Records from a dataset
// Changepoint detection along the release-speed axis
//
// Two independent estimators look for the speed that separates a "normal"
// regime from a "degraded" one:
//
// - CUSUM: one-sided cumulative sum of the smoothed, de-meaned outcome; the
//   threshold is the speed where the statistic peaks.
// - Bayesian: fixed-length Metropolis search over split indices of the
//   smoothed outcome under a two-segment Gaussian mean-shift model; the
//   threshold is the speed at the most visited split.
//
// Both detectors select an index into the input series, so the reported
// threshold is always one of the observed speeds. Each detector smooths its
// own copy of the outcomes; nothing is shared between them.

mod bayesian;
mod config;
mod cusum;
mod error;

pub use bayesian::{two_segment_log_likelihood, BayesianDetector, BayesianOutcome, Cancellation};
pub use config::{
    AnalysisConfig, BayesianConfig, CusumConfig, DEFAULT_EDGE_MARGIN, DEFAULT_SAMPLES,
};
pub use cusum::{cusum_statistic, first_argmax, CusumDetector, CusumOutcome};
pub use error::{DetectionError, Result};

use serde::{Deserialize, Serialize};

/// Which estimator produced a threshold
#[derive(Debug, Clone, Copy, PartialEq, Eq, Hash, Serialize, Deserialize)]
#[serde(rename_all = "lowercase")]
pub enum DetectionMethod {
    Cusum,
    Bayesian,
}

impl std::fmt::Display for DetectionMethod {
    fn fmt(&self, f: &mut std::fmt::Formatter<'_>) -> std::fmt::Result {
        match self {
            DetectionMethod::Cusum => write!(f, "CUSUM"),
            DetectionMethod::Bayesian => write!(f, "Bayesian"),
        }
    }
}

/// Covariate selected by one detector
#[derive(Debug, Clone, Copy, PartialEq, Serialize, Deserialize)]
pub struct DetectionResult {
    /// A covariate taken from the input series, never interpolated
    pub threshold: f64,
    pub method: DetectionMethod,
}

About this task: Reproduce the data in its entirety, matching each character.

Solution for this task:
// Changepoint detection along the release-speed axis
//
// Two independent estimators look for the speed that separates a "normal"
// regime from a "degraded" one:
//
// - CUSUM: one-sided cumulative sum of the smoothed, de-meaned outcome; the
//   threshold is the speed where the statistic peaks.
// - Bayesian: fixed-length Metropolis search over split indices of the
//   smoothed outcome under a two-segment Gaussian mean-shift model; the
//   threshold is the speed at the most visited split.
//
// Both detectors select an index into the input series, so the reported
// threshold is always one of the observed speeds. Each detector smooths its
// own copy of the outcomes; nothing is shared between them.

mod bayesian;
mod config;
mod cusum;
mod error;

pub use bayesian::{two_segment_log_likelihood, BayesianDetector, BayesianOutcome, Cancellation};
pub use config::{
    AnalysisConfig, BayesianConfig, CusumConfig, DEFAULT_EDGE_MARGIN, DEFAULT_SAMPLES,
};
pub use cusum::{cusum_statistic, first_argmax, CusumDetector, CusumOutcome};
pub use error::{DetectionError, Result};

use serde::{Deserialize, Serialize};

/// Which estimator produced a threshold
#[derive(Debug, Clone, Copy, PartialEq, Eq, Hash, Serialize, Deserialize)]
#[serde(rename_all = "lowercase")]
pub enum DetectionMethod {
    Cusum,
    Bayesian,
}

impl std::fmt::Display for DetectionMethod {
    fn fmt(&self, f: &mut std::fmt::Formatter<'_>) -> std::fmt::Result {
        match self {
            DetectionMethod::Cusum => write!(f, "CUSUM"),
            DetectionMethod::Bayesian => write!(f, "Bayesian"),
        }
    }
}

/// Covariate selected by one detector
#[derive(Debug, Clone, Copy, PartialEq, Serialize, Deserialize)]
pub struct DetectionResult {
    /// A covariate taken from the input series, never interpolated
    pub threshold: f64,
    pub method: DetectionMethod,
}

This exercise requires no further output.